The control panel of an Elliott 920B or 903 computer has a row of 18 hand keys. These are used to select the starting point of a program in memory, and can also be used to insert programs or data into memory. But there is no corresponding row of 18 lights, to read out results or the contents of memory. So, whilst the control panel is essential in program development, it is of very little help in locating hardware faults.

For troubleshooting on a 920B or 903, engineers use a separate portable MCB44 Display Unit, which simultaneously displays the contents of several registers on neon lights, seen here and in close-up here. The display unit is connected to the computer using three cables with 61-way connectors. The display derives the high voltage needed to drive the neons from the processor’s 6-volt supplies and an internal inverter.

One minor problem is that the neons on the display Unit are closer together than the keys on the control panel, so the two don’t line up when you stand one unit on top of the other. The later Elliott 920C or 905 control panel does have a built-in row of 18 lights, and a rotary knob which enabled the contents of just one chosen register to be displayed, and here the keys and lights do line up.

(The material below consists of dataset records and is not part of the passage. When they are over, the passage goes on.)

use crate::db::log::list_admin_events;
use crate::db::pool::DbPool;
use crate::db::queries::audit::AuditRecord;
use crate::errors::AppResult;
use ansi_term::Colour;
use regex::Regex;

const MAX_OP_WIDTH: usize = 60;

fn strip_ansi(s: &str) -> String {
    match Regex::new(r"\x1B\[[0-9;]*[mK]") {
        Ok(re) => re.replace_all(s, "").into_owned(),
        Err(_) => s.to_string(),
    }
}

/// ANSI colour of an operation name in the internal log and the audit trail.
fn color_for_operation(op: &str) -> Colour {
    match op {
        "init" => Colour::RGB(255, 153, 51),
        "migration_applied" | "config_migrate" => Colour::Purple,
        "vacuum" => Colour::Blue,
        "check_in" | "create" | "start" => Colour::Green,
        "check_out" | "complete" => Colour::Cyan,
        "approve" | "manual_approve" | "appeal_cascade" => Colour::Green,
        "reject" | "cancel" => Colour::Red,
        other if other.starts_with("appeal_") => Colour::Yellow,
        _ => Colour::White,
    }
}

/// Colour the first word, truncate the visible text, return it with its padding.
fn paint_op(op_target: &str, width: usize) -> (String, String) {
    let visible = if op_target.chars().count() > width {
        let mut s = op_target.chars().take(width.saturating_sub(3)).collect::<String>();
        s.push_str("...");
        s
    } else {
        op_target.to_string()
    };

    let painted = match visible.split_once(' ') {
        Some((word, rest)) => format!("{} {}", color_for_operation(word).paint(word), rest),
        None => color_for_operation(&visible).paint(visible.as_str()).to_string(),
    };

    let padding = " ".repeat(width.saturating_sub(strip_ansi(&painted).chars().count()));
    (painted, padding)
}

pub struct LogLogic;

impl LogLogic {
    pub fn print_log(pool: &mut DbPool) -> AppResult<()> {
        let entries: Vec<(i64, String, String, String)> = list_admin_events(&pool.conn)?
            .into_iter()
            .map(|e| {
                let date = chrono::DateTime::parse_from_rfc3339(&e.date)
                    .map(|dt| dt.format("%FT%T%:z").to_string())
                    .unwrap_or(e.date);
                let op_target = if e.target.is_empty() {
                    e.operation
                } else {
                    format!("{} ({})", e.operation, e.target)
                };
                (e.id, date, op_target, e.message)
            })
            .collect();

        if entries.is_empty() {
            println!("📜 Internal log is empty.");
            return Ok(());
        }

        let op_w = entries
            .iter()
            .map(|(_, _, op, _)| op.chars().count())
            .max()
            .unwrap_or(10)
            .min(MAX_OP_WIDTH);
        let id_w = entries
            .iter()
            .map(|(id, _, _, _)| id.to_string().len())
            .max()
            .unwrap_or(1);
        let date_w = entries
            .iter()
            .map(|(_, date, _, _)| date.len())
            .max()
            .unwrap_or(10);

        println!("📜 Internal log:\n");

        for (id, date, op_target, message) in entries {
            let (painted, padding) = paint_op(&op_target, op_w);
            println!(
                "{:>id_w$}: {:<date_w$} | {}{} => {}",
                id,
                date,
                painted,
                padding,
                message,
                id_w = id_w,
                date_w = date_w
            );
        }

        Ok(())
    }

    /// Audit trail of one entity, same layout as the internal log.
    pub fn print_audit(entries: &[AuditRecord]) {
        if entries.is_empty() {
            println!("   (no audit entries)");
            return;
        }

        let op_w = entries
            .iter()
            .map(|e| e.operation.chars().count())
            .max()
            .unwrap_or(10)
            .min(MAX_OP_WIDTH);

        for e in entries {
            let (painted, padding) = paint_op(&e.operation, op_w);
            let transition = match &e.old_state {
                Some(old) => format!("{} -> {}", old, e.new_state),
                None => e.new_state.clone(),
            };
            println!(
                "   {} | {}{} | actor {:<6} | {} | {}",
                e.recorded_at.format("%FT%T"),
                painted,
                padding,
                e.actor_id,
                transition,
                e.message
            );
        }
    }
}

When I first acquired my Elliott machine it was not working and I had no MCB44. Initially I got it working using a multimeter and a logic probe. But to help me keep it working, I built my own minimal LED display unit, seen here and here. I wrote some wiring notes at the time. (I did get an MCB44 some years later, but I still don’t have the three cables with those expensive 61-way connectors on each end, so I have no idea if my MCB44 is working).

Luckily I did have one 61-way plug. The shells of the 61-way circular plugs have keyways, to ensure that the plugs are inserted with the correct orientation into the sockets. To avoid confusing the three plugs, the orientation of the pins relative to the shells in each of the three cables is different. But the layout of the 61 pins within the plug is identical. My first task, then, was to file the keyways off the outside of my plug, so I could fit it into the most useful of the three processor sockets, which is SK1.

SK1 carries all 18 accumulator ('A' register) bits. I used a 20-core screened cable to connect to these 18 bits with the screen connected to mains earth. (The spare 2 cores are wired to the overflow bistables X & Y at the processor end but are unused at the display end). Power is only available on SK3, so I used another, 8-core, screened cable to connect to 0volt and +6volt on SK3 (using two cores each) with the screen connected to mains earth. The remaining 4 cores are usefully connected to the 4 bit function field of the current instruction ('I' register), which is also on SK3. These connections are made by inserting 7 loose pins carefully into SK3, and these are held in place by clamping the two cables together.

The display consists of 22 identical circuits each comprising a BC478 transistor, a 270ohm resistor, and a LED. The processor sockets give "bar" (inverted) outputs: low for 1, high for 0. Using a PNP transistor puts the signal the right way up, so that the LEDs are on for 1 rather than 0. The circuit is built on stripboard with the transistors 0.6 inches apart. The LEDs are pushed onto the side of the stripboard (and soldered to the 0volt rail) rather than using the holes on the stripboard, so that they can be the same distance apart as the keys on the control panel (which is about 0.69 inches, both on my re-arranged control panel and on an unmodified one).

The unit can be seen under the (raised) cover of my control panel, with the 18 accumulator LEDs over the 18 keys and with the 4 function LEDs to the right over the volume control. QED. And for those purists who might object to my fitting 1970s technology onto a 1960s computer, the whole unit is easily removed should the need arise.